_Problem description_:
If a line in the data below includes the string "decoded", please return a copy of it.
○ ○ ○
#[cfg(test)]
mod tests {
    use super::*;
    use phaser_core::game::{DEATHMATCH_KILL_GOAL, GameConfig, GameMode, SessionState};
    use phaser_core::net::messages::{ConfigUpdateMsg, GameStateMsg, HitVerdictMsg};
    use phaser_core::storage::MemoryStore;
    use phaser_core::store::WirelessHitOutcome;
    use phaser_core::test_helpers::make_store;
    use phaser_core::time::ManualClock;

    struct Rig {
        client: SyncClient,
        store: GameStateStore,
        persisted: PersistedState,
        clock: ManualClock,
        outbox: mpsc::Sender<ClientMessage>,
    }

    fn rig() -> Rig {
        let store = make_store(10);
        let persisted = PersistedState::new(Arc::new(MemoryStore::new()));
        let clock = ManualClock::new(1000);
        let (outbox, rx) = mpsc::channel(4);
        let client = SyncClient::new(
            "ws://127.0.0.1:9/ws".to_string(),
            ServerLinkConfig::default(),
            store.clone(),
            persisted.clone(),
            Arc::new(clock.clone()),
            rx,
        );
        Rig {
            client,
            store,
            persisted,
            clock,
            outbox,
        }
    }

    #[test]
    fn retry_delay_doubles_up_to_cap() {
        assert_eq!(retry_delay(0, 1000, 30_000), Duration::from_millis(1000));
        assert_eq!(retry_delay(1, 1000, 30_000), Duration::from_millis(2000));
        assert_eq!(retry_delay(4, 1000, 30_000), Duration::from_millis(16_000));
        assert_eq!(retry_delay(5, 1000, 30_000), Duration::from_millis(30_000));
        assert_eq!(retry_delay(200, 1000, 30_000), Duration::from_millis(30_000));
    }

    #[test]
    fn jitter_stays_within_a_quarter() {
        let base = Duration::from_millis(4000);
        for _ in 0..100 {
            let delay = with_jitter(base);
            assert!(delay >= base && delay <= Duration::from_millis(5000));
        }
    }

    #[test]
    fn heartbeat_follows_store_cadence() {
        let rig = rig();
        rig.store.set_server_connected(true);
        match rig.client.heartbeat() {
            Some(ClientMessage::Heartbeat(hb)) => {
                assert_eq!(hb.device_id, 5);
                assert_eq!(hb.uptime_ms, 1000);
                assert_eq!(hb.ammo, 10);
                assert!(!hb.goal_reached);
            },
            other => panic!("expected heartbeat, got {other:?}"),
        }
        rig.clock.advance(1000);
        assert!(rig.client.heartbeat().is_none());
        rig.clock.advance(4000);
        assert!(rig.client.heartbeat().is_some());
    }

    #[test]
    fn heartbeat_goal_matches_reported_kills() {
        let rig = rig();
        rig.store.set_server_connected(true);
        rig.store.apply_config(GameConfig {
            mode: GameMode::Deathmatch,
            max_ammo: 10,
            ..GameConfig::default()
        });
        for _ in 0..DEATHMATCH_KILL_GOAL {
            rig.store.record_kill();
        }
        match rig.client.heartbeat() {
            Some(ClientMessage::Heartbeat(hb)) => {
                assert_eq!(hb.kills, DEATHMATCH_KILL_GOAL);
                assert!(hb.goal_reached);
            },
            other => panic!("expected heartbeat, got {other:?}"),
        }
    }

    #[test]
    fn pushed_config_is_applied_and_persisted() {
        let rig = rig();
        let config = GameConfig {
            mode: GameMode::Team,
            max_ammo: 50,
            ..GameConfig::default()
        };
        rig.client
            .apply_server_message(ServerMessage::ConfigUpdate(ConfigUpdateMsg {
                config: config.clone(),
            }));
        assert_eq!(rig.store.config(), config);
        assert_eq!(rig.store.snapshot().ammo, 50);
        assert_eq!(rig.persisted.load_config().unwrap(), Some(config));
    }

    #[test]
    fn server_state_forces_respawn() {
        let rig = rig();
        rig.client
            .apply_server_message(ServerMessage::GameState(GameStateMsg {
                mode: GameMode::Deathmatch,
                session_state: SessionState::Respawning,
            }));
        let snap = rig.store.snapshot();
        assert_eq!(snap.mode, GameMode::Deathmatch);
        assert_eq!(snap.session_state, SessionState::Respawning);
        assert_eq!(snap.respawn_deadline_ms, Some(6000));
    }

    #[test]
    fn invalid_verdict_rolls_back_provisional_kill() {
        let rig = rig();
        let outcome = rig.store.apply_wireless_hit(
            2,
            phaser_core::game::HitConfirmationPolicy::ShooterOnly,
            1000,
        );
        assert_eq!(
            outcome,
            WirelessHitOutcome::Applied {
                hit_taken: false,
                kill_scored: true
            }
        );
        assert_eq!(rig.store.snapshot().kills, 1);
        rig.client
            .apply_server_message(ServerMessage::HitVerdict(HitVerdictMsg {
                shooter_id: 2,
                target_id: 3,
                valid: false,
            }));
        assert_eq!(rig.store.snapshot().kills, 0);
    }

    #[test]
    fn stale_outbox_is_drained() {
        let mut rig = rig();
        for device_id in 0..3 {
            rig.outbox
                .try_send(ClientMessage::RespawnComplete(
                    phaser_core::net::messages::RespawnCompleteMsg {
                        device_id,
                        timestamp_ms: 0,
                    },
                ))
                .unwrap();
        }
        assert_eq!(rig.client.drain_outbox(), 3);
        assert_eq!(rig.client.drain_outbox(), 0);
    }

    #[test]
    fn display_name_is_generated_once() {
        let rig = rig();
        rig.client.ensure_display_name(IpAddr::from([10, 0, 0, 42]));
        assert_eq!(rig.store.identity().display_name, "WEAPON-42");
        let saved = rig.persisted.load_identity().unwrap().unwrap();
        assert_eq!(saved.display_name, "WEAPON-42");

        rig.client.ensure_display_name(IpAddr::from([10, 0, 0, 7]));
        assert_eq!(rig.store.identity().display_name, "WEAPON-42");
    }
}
○ ○ ○
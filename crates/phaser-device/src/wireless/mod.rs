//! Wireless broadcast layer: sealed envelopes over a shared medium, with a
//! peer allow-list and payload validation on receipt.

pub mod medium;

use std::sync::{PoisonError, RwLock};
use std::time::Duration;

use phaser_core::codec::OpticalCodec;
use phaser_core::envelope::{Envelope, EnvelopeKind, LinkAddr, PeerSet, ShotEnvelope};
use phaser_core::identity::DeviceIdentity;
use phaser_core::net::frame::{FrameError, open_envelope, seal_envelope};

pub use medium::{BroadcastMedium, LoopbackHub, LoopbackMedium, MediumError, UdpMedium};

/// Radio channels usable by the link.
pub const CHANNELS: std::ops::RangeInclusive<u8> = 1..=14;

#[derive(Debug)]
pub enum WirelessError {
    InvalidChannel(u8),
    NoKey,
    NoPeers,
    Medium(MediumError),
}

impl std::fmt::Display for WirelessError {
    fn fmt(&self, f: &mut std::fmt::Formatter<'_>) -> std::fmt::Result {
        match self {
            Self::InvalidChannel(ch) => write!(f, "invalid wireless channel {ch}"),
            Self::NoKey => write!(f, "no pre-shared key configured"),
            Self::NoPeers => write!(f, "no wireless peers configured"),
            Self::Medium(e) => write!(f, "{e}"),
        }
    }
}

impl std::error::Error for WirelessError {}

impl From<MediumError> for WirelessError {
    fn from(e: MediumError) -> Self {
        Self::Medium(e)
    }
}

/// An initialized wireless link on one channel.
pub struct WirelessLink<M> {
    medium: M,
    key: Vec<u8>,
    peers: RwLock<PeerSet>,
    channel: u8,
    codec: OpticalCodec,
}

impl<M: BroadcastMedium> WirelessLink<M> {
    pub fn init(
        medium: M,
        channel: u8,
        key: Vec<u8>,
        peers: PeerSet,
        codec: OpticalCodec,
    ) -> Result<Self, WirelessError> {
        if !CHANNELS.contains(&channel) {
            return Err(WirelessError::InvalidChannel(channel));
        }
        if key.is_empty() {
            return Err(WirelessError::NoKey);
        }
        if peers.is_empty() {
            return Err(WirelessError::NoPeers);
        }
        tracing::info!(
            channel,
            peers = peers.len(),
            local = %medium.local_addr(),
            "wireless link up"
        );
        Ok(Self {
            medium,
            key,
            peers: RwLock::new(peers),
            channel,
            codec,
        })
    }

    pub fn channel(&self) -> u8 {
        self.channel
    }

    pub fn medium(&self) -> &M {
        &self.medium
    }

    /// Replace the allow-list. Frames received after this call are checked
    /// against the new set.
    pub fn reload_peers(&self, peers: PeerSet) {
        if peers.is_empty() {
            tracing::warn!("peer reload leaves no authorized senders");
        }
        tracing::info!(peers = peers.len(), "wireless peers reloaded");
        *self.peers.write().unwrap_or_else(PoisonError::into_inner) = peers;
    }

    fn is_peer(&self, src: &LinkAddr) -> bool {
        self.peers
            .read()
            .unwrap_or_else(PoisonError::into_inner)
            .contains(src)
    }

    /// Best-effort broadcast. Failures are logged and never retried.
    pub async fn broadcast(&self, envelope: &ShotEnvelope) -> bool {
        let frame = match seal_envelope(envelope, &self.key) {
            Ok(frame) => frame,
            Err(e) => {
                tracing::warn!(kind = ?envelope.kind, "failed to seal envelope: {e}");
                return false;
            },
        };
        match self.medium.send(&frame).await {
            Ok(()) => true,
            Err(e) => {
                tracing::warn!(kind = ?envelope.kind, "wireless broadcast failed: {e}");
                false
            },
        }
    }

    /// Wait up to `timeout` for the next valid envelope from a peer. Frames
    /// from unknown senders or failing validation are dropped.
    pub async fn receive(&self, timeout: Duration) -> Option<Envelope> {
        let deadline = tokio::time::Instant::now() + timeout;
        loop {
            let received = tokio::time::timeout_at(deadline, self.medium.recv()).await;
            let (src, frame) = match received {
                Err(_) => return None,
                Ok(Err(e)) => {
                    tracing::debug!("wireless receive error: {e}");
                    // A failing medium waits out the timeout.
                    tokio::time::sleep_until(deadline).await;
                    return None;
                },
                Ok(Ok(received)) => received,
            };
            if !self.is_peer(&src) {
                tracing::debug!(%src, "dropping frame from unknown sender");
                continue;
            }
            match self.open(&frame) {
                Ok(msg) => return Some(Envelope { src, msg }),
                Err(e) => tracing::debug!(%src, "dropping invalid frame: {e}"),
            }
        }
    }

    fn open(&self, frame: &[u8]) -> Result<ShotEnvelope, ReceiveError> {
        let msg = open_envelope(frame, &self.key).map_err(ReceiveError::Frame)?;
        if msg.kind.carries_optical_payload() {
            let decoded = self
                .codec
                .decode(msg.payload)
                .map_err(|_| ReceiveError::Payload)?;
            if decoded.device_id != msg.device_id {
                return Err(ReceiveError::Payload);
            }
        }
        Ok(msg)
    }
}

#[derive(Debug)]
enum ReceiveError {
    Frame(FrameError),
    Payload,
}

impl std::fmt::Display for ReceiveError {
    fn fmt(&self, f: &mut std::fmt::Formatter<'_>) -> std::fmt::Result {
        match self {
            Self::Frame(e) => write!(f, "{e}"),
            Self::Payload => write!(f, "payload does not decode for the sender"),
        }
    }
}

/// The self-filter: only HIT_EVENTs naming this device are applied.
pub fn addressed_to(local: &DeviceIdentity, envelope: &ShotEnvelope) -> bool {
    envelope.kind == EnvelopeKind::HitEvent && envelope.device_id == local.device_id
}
○ ○ ○
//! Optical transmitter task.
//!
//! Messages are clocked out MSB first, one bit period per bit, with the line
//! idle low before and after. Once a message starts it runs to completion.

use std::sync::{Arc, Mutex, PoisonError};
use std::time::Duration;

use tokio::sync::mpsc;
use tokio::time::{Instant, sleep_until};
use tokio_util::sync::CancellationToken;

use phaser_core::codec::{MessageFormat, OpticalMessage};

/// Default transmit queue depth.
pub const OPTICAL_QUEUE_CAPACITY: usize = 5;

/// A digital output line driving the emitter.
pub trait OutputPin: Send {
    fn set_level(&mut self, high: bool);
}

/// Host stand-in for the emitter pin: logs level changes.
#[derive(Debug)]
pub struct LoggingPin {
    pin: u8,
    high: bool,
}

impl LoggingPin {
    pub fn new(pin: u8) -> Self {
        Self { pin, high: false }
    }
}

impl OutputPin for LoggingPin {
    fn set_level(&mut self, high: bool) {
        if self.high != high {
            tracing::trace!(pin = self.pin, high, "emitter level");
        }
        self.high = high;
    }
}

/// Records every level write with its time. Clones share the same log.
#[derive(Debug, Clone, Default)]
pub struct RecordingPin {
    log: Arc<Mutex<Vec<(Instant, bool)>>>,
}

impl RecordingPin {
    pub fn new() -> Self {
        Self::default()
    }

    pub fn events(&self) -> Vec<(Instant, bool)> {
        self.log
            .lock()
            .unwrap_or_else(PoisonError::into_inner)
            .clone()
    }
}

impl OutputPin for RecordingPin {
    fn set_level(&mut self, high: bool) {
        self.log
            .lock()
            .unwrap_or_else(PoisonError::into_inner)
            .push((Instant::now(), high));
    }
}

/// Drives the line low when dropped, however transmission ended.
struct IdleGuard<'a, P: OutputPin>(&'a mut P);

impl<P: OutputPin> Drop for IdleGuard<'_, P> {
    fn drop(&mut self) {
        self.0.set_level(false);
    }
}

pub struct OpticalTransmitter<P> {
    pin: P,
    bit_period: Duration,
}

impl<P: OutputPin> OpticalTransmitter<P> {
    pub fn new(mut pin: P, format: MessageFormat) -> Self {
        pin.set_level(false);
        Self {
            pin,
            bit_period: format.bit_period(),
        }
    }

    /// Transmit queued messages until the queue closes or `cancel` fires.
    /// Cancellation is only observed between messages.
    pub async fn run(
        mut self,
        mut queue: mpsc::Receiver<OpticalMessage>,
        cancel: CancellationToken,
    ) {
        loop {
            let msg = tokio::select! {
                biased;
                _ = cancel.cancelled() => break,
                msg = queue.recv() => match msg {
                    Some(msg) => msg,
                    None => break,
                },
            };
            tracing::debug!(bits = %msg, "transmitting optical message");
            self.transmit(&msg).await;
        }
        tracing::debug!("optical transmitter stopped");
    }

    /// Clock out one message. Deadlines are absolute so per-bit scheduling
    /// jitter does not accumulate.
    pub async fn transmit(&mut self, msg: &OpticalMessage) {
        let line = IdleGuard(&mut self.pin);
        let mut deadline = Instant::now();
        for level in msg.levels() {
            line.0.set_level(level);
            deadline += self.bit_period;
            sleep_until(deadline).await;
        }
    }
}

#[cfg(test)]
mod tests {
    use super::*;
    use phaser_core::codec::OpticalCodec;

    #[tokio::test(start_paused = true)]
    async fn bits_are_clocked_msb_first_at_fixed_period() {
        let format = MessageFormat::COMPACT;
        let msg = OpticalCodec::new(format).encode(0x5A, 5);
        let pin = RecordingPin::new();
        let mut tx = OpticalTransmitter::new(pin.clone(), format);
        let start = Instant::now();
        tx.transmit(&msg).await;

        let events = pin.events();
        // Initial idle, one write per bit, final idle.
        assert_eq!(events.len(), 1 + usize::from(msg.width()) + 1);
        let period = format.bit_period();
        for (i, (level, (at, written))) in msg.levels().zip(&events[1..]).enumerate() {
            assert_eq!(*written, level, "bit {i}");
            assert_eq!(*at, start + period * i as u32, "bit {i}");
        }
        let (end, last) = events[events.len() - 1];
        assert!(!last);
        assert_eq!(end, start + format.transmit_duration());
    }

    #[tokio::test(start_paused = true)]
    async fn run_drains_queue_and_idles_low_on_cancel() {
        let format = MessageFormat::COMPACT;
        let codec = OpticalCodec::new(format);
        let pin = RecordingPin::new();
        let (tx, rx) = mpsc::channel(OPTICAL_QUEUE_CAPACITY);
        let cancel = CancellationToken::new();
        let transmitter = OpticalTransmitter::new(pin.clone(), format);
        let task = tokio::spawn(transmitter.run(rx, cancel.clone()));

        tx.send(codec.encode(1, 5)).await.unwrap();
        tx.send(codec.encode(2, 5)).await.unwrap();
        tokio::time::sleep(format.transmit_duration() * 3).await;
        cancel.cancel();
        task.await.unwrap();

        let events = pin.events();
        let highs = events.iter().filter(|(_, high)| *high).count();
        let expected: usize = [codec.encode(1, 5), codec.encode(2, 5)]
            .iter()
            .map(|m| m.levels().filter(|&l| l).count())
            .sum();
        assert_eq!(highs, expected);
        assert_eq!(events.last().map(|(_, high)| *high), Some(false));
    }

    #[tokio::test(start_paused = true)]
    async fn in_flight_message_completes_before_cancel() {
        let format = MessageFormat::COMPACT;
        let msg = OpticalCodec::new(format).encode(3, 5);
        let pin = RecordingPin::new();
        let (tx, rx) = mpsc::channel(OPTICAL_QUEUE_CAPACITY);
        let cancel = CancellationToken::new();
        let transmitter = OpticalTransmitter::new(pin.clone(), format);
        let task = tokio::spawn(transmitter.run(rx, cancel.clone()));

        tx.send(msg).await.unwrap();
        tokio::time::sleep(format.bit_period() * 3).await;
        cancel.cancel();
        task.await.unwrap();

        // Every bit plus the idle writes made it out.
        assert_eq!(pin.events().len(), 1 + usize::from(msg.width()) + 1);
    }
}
○ ○ ○
_Exercise result_:
            let decoded = self
            if decoded.device_id != msg.device_id {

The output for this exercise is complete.